A difference may be that you start speaking around age 1/2 and then the written word follows about 5 years later. If you start learning to play the piano at age 8 and wait for 5 years to be introduced to any musical notation, then this will be very late and will have cost you 5 years of training and getting used to reading (and writing) said notation.
Indeed, and this has been an area where music education has gone back and forth. Historically, the popular Suzuki teaching method started with playing by ear (and being told where to put your fingers) exclusively. Today, "Suzuki" teachers generally add reading to the curriculum, not right away, but fairly early.
An amusing bit of reverse psychology, the kids who learn to read can begin to have more fun on their own than just playing the boring stuff from their lessons. This motivated both of my kids.
These days, the person who is utterly helpless without a sheet in front of them is a rare exception, except maybe on piano. But there are two things "wrong" with the piano: Not just the notation, but the focus on playing it as a solo instrument. In my view, in addition to reading and ear training, the other component that needs to be started as young as possible is playing with other people. The Suzuki method does emphasize this quite heavily. It's hard to do with pianos.
I fully agree. Compare to natural language: Monologues have their place, but speaking to others is essential to learn, and so is interacting musically with others.
I do also think that some education philosophies focus too much on notation, but being illiterate (as in: not being able to read musical notation) is restricting quite a lot what you can do and how you can learn.
The symmetric keyboard is a fun concept, but its existence as niche is similar to why QWERTY is still dominant. Inertia. Most keyboards have it, and computer keyboards are much easier to change than pianos. Once you have reached a certain fluency, the jump needed from this local optimum to a new one is prohibitively high/far. For musical instruments, this would mean you would be unable to play anywhere but at home.
That's a huge drawback and it's really underappreciated by everybody advocating for the "better" concept.
Besides, there is the unrelated drawback that especially for a beginner, it's really easy to learn simple tunes with just the white keys on a piano. Throw in a black one now and then and you can get quite far and have fun as a kid. This would be much more intimidating with a symmetrical layout.

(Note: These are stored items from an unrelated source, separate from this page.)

//! Namespace Reconciler: keeps the objects of the attached class applied in
//! a namespace, prunes what is no longer desired and records the inventory.

use std::time::Instant;

use k8s_openapi::api::core::v1::Namespace;
use nsclass_core::{inventory, AnnotationPatch, Attachment};
use nsclass_kubehub::EventKind;
use tracing::{debug, info, instrument, warn};

use crate::{metrics, Context, ReconcileError};

/// What a namespace pass did.
#[derive(Debug, Clone, PartialEq, Eq)]
pub enum NsOutcome {
    /// Namespace does not exist.
    Gone,
    /// Namespace is being deleted; owner references take care of the objects.
    Terminating,
    /// No label and nothing recorded.
    Unattached,
    /// Label removed; previous class's objects pruned and annotations cleared.
    CleanedUp { class: String, pruned: usize },
    /// Label names a class that does not exist. Not retried.
    ClassMissing { class: String },
    /// Referenced class is being deleted; its own reconciler decides.
    ClassTerminating { class: String },
    Synced { class: String, applied: usize, pruned: usize },
}

/// Reconcile the namespace `name` against its attached class.
#[instrument(skip(ctx), fields(namespace = %name))]
pub async fn reconcile_namespace(ctx: &Context, name: &str) -> Result<NsOutcome, ReconcileError> {
    let ns = match ctx.backend.get_namespace(name).await.map_err(ReconcileError::Fetch)? {
        Some(ns) => ns,
        None => return Ok(NsOutcome::Gone),
    };
    if ns.metadata.deletion_timestamp.is_some() {
        debug!("namespace terminating; leaving cleanup to garbage collection");
        return Ok(NsOutcome::Terminating);
    }

    let started = Instant::now();
    let attachment = Attachment::of(&ns);
    let res = match &attachment {
        Attachment::Unattached => Ok(NsOutcome::Unattached),
        Attachment::Detaching(prev) => cleanup(ctx, &ns, prev).await,
        Attachment::Attached(class) => sync(ctx, &ns, class).await,
    };
    metrics::reconcile_duration(name, attachment.class(), started.elapsed().as_secs_f64());
    if let Err(e) = &res {
        metrics::reconcile_error(name, e.phase());
    }
    res
}

async fn cleanup(ctx: &Context, ns: &Namespace, prev: &str) -> Result<NsOutcome, ReconcileError> {
    info!(previous_class = %prev, "class label removed, cleaning up resources");
    let old = inventory::decode(ns.metadata.annotations.as_ref())?;
    let pruned = nsclass_apply::prune(ctx.backend.as_ref(), prev, &old, &[])
        .await
        .map_err(ReconcileError::Cleanup)?;
    persist(ctx, ns, AnnotationPatch::cleared(ns.metadata.annotations.as_ref())).await?;
    Ok(NsOutcome::CleanedUp { class: prev.to_string(), pruned })
}

async fn sync(ctx: &Context, ns: &Namespace, class_name: &str) -> Result<NsOutcome, ReconcileError> {
    let class = match ctx.backend.get_class(class_name).await.map_err(ReconcileError::Fetch)? {
        Some(c) => c,
        None => {
            info!(class = %class_name, "referenced NamespaceClass not found");
            ctx.event(ns, EventKind::Warning, "ClassMissing", format!("NamespaceClass {} not found", class_name)).await;
            metrics::reconcile_error(ns.metadata.name.as_deref().unwrap_or_default(), "class-missing");
            return Ok(NsOutcome::ClassMissing { class: class_name.to_string() });
        }
    };
    if class.is_terminating() {
        debug!(class = %class_name, "class terminating; waiting for detach or orphan");
        return Ok(NsOutcome::ClassTerminating { class: class_name.to_string() });
    }

    let old = inventory::decode(ns.metadata.annotations.as_ref())?;

    let applied = match nsclass_apply::apply_all(ctx.backend.as_ref(), ns, &class).await {
        Ok(applied) => applied,
        Err(e) => {
            let e = ReconcileError::from_apply(e);
            warn!(error = %e, "failed to apply resources");
            ctx.event(ns, EventKind::Warning, "ApplyFailed", format!("Failed to apply resources: {}", e)).await;
            return Err(e);
        }
    };

    let pruned = match nsclass_apply::prune(ctx.backend.as_ref(), class_name, &old, &applied).await {
        Ok(n) => n,
        Err(e) => {
            warn!(error = %e, "failed to prune resources");
            ctx.event(ns, EventKind::Warning, "PruneFailed", format!("Failed to prune resources: {}", e)).await;
            return Err(ReconcileError::Prune(e));
        }
    };

    persist(ctx, ns, AnnotationPatch::to_target(ns.metadata.annotations.as_ref(), Some(class_name), &applied)).await?;
    info!(class = %class_name, applied = applied.len(), pruned, "namespace reconciled");
    Ok(NsOutcome::Synced { class: class_name.to_string(), applied: applied.len(), pruned })
}

/// Last step of a pass; skipped when the annotations already match.
async fn persist(ctx: &Context, ns: &Namespace, patch: AnnotationPatch) -> Result<(), ReconcileError> {
    if patch.is_empty() {
        return Ok(());
    }
    let name = ns.metadata.name.as_deref().unwrap_or_default();
    ctx.backend
        .patch_namespace_annotations(name, ns.metadata.resource_version.as_deref(), &patch)
        .await
        .map_err(ReconcileError::Persist)
}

> you create something not because “I think they might need this,” but because “I find this so fucking interesting.”
This is a fantastic insight.
I also find that it's what often gets overlooked in open source projects that start as somebody doing something on the side as a hobby. Don't create and publish open source projects to please others. Build something that you like to have yourself. When publishing it, do it as an invitation to others to try it out and perhaps give you feedback (crowdsourcing bug triage and extension ideas), not to make others happy. The trap is that others will start feeling entitled, start demanding things, and if you give in, you violate the insight I quoted above. And if you start losing interest, don't cling on to the project, but be open to some other maintainer adopting it. Don't waste your time maintaining something you are not internally interested in.
The same is true also for users of open source projects. Be aware that whoever did this and published it for you to use did so originally because they like it and want to use it themselves. You can't demand things from somebody like that. If you do, you actually make it more likely that they lose interest.
> I personally want to make a living making software products, not services. GPL doesn’t seem to offer me a way to do this.
These two things are pretty unrelated.
For Android apps, a common model to have a paid version in the play store and still publish the source code on github with GPL. Here the GPL actively protects you against somebody coming, doing some minor modifications and then pushing their own paid-for version to the app store while not publishing the source code (which they could easily do with other licenses).
> it is absolutely a fact that the GPL takes away some rights.
Expressing it like you did is misleading. One man's freedom is another man's restriction. It's two sides of the same coin.
It is absolutely a fact that laws against murder take away some rights. Suddenly you are not allowed to kill other people. You do not have that "freedom" anymore. Flipside is that others now have the freedom to walk around without fearing that they can lawfully be killed by others. You pay for granting one "new" freedom by removing another, opposing freedom.
The GPL grants new rights for a party by restricting rights of another party. Just like all licenses do.